I'm curious, any systematic evidence for a bias in the validity of published studies? Has anyone published a paper looking for significant differences in publishing patterns or proposed hypotheses to explain those patterns? Could the issue be financial, with journals having fewer resources and staff available for editing or validating peer reviewed papers? Could it be down to political pressure?

Has anyone compared the incidence of these papers with the quackery and commercial bias occasionally practised by western drug companies? (The olanzapine debacle springs to mind)

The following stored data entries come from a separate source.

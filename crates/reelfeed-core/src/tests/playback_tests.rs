use super::*;
use crate::error::MediaError;
use std::cell::RefCell;
use std::pin::Pin;
use std::rc::Rc;
use std::task::{Context, Poll};
use std::time::Duration;

#[derive(Default)]
struct Probe {
    plays: usize,
    pauses: usize,
    muted: Option<bool>,
    outcome: Option<Result<(), PlayError>>,
    gate: Option<Rc<RefCell<Option<Result<(), PlayError>>>>>,
}

/// Handle whose play result is either immediate or released by the test.
struct TestHandle {
    probe: Rc<RefCell<Probe>>,
    deferred: bool,
}

struct Gated(Rc<RefCell<Option<Result<(), PlayError>>>>);

impl Future for Gated {
    type Output = Result<(), PlayError>;

    fn poll(self: Pin<&mut Self>, _cx: &mut Context<'_>) -> Poll<Self::Output> {
        match self.0.borrow_mut().take() {
            Some(result) => Poll::Ready(result),
            None => Poll::Pending,
        }
    }
}

impl MediaHandle for TestHandle {
    fn play(&mut self) -> PlayRequest {
        let mut probe = self.probe.borrow_mut();
        probe.plays += 1;
        if self.deferred {
            let slot = Rc::new(RefCell::new(None));
            probe.gate = Some(slot.clone());
            return Box::pin(Gated(slot));
        }
        let outcome = probe.outcome.clone().unwrap_or(Ok(()));
        Box::pin(std::future::ready(outcome))
    }

    fn pause(&mut self) -> Result<(), MediaError> {
        self.probe.borrow_mut().pauses += 1;
        Err(MediaError::Detached)
    }

    fn set_muted(&mut self, muted: bool) -> Result<(), MediaError> {
        self.probe.borrow_mut().muted = Some(muted);
        Ok(())
    }

    fn position(&self) -> Duration {
        Duration::ZERO
    }

    fn duration(&self) -> Option<Duration> {
        None
    }
}

fn coordinator(count: usize, muted: bool) -> (PlaybackCoordinator, Vec<Rc<RefCell<Probe>>>) {
    let mut coordinator = PlaybackCoordinator::new(muted);
    let mut probes = Vec::new();
    for _ in 0..count {
        let probe = Rc::new(RefCell::new(Probe::default()));
        coordinator.push(Box::new(TestHandle {
            probe: probe.clone(),
            deferred: false,
        }));
        probes.push(probe);
    }
    (coordinator, probes)
}

#[test]
fn target_plays_and_others_pause() {
    let (mut coordinator, probes) = coordinator(3, true);
    assert_eq!(
        coordinator.sync(Some(1), true),
        Some(PlaybackEvent::Started { index: 1 })
    );
    assert_eq!(coordinator.states(), &[
        PlaybackState::Idle,
        PlaybackState::Playing,
        PlaybackState::Idle
    ]);
    assert_eq!(probes[0].borrow().pauses, 1);
    assert_eq!(probes[1].borrow().pauses, 0);
    assert_eq!(probes[2].borrow().pauses, 1);
}

#[test]
fn at_most_one_playing_across_switches() {
    let (mut coordinator, _probes) = coordinator(5, true);
    for target in [0, 3, 1, 4, 4, 2, 0] {
        coordinator.sync(Some(target), true);
        assert_eq!(coordinator.playing_count(), 1);
        assert!(coordinator.is_playing(target));
    }
    coordinator.sync(None, true);
    assert_eq!(coordinator.playing_count(), 0);
}

#[test]
fn playing_target_is_not_asked_again() {
    let (mut coordinator, probes) = coordinator(2, true);
    coordinator.sync(Some(0), true);
    assert_eq!(coordinator.sync(Some(0), false), None);
    assert_eq!(probes[0].borrow().plays, 1);
}

#[test]
fn mute_reaches_inactive_handles() {
    let (mut coordinator, probes) = coordinator(3, true);
    for probe in &probes {
        assert_eq!(probe.borrow().muted, Some(true));
    }
    coordinator.sync(Some(0), false);
    for probe in &probes {
        assert_eq!(probe.borrow().muted, Some(false));
    }
}

#[test]
fn rejection_is_reported_once() {
    let (mut coordinator, probes) = coordinator(2, true);
    probes[0].borrow_mut().outcome = Some(Err(PlayError::Blocked));

    let event = coordinator.sync(Some(0), true);
    assert_eq!(
        event,
        Some(PlaybackEvent::Rejected {
            index: 0,
            error: PlayError::Blocked
        })
    );
    assert_eq!(coordinator.state(0), Some(PlaybackState::PlayRejected));
    assert_eq!(coordinator.poll(), None);

    // Pausing leaves the rejected marker alone.
    coordinator.sync(None, true);
    assert_eq!(coordinator.state(0), Some(PlaybackState::PlayRejected));
}

#[test]
fn pending_play_is_dropped_when_target_moves() {
    let mut coordinator = PlaybackCoordinator::new(true);
    let slow = Rc::new(RefCell::new(Probe::default()));
    coordinator.push(Box::new(TestHandle {
        probe: slow.clone(),
        deferred: true,
    }));
    let fast = Rc::new(RefCell::new(Probe::default()));
    coordinator.push(Box::new(TestHandle {
        probe: fast.clone(),
        deferred: false,
    }));

    assert_eq!(coordinator.sync(Some(0), true), None);
    assert!(coordinator.has_pending_play());

    // Resolving late must not mark the old item playing.
    let gate = slow.borrow_mut().gate.take().unwrap();
    assert_eq!(
        coordinator.sync(Some(1), true),
        Some(PlaybackEvent::Started { index: 1 })
    );
    *gate.borrow_mut() = Some(Ok(()));
    assert_eq!(coordinator.poll(), None);
    assert_eq!(coordinator.state(0), Some(PlaybackState::Idle));
    assert_eq!(coordinator.playing_count(), 1);
}

#[test]
fn pending_play_resolves_on_poll() {
    let mut coordinator = PlaybackCoordinator::new(false);
    let probe = Rc::new(RefCell::new(Probe::default()));
    coordinator.push(Box::new(TestHandle {
        probe: probe.clone(),
        deferred: true,
    }));

    coordinator.sync(Some(0), false);
    assert_eq!(coordinator.poll(), None);
    // A repeated sync does not stack a second request.
    coordinator.sync(Some(0), false);
    assert_eq!(probe.borrow().plays, 1);

    let gate = probe.borrow_mut().gate.take().unwrap();
    *gate.borrow_mut() = Some(Ok(()));
    assert_eq!(coordinator.poll(), Some(PlaybackEvent::Started { index: 0 }));
    assert!(coordinator.is_playing(0));
}

#[test]
fn out_of_range_target_is_treated_as_none() {
    let (mut coordinator, _probes) = coordinator(2, true);
    assert_eq!(coordinator.sync(Some(7), true), None);
    assert_eq!(coordinator.target(), None);
}

#[test]
fn stop_all_pauses_everything() {
    let (mut coordinator, probes) = coordinator(2, true);
    coordinator.sync(Some(1), true);
    coordinator.stop_all();
    assert_eq!(coordinator.playing_count(), 0);
    assert_eq!(coordinator.state(1), Some(PlaybackState::Paused));
    assert_eq!(probes[1].borrow().pauses, 1);
}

Or the cosmetics industry... Some of the words they come up with to describe ingredients.... pffft.
 
This was exactly the kind of meta study I had in mind. The statistics would be complex, but I'm not sure they would be impossible to a sufficiently skilled and resourced researcher, you'd just have to have someone who fully understood how to go beyond the basics of looking for trends based on two or three variables and how to correctly control for and weight multiple covariants.

One could identify measures of validity such as replicability (which after all is already pretty much established as a benchmark of scientific merit) or numbers of citations (easily possible given the sort of search functions available in most academic libraries these days) and look for significant differences between individual countries and aggregated political groupings, significant differences between academic disciplines, correlations based on population size and various metrics of socioeconomic success, national crime rates, availability and nature of research grants, whether they are publicly or privately funded, etc.

I'm actually mildly curious if anything along these lines already exists in the literature and I'm not at all sure it is out of the question.

It would be a huge undertaking but one might imagine a wealth of possible hypotheses becoming testable, from broad questions such as looking for significant differences between political systems (such as whether we see significant differences in the rates of fraudulent publishing between privately and publicly funded research and does that relationship hold between broadly capitalist and socialist systems) to more specific and detailing modelling of optimal conditions for both pure and applied research.
In the UK, with tenure having been largely abolished, there is a great deal of pressure on academic researchers to publish frequently or lose their jobs. There is a tendency for low quality research to be published in whatever journal will accept it. The quality doesn't matter to management, only the quantity. Hence the Russian joke about British scientists, based on research papers into subjects such as "Do duck quacks echo?" The ultimate culprit for the assault on the academic system was Mrs Thatcher, who did research in the chemistry of soft-scoop ice cream before she decided to impose herself on the nation as a politician. The bitch is dead but her legacy lingers on.
 
That the prime number 37 seems to occur so many times is very strange but is it just the human disposition to seek patterns and meaning that's going on here? I suspect that explanation to be the case. Like a conspiracy theory, a form of confirmation bias if not selection bias is probably at play but, dab nagit, it is an intriguing observation.
Agreed on all points.
 
Not sure what the Russians make of American scientists.
I suspect that in Russian the term for "American scientist" is usually meaningless except as the punchline of a joke.

I'm wondering if the frequency of numbers occurring in DNA when analysed in a consistent way follows a Zipf distribution. If so, some number has to be the most probable and 37 just might happen to be it.
Honestly, I'm pretty sure the most common number would turn out to be either 2 or 4. I suspect 37 is cherrypicked from carefully filtered data because it seems less likely to be random.
 
I think the whole story is silly because if you analyzed any complex structure with patterns you are bound to find repeating numbers of different values.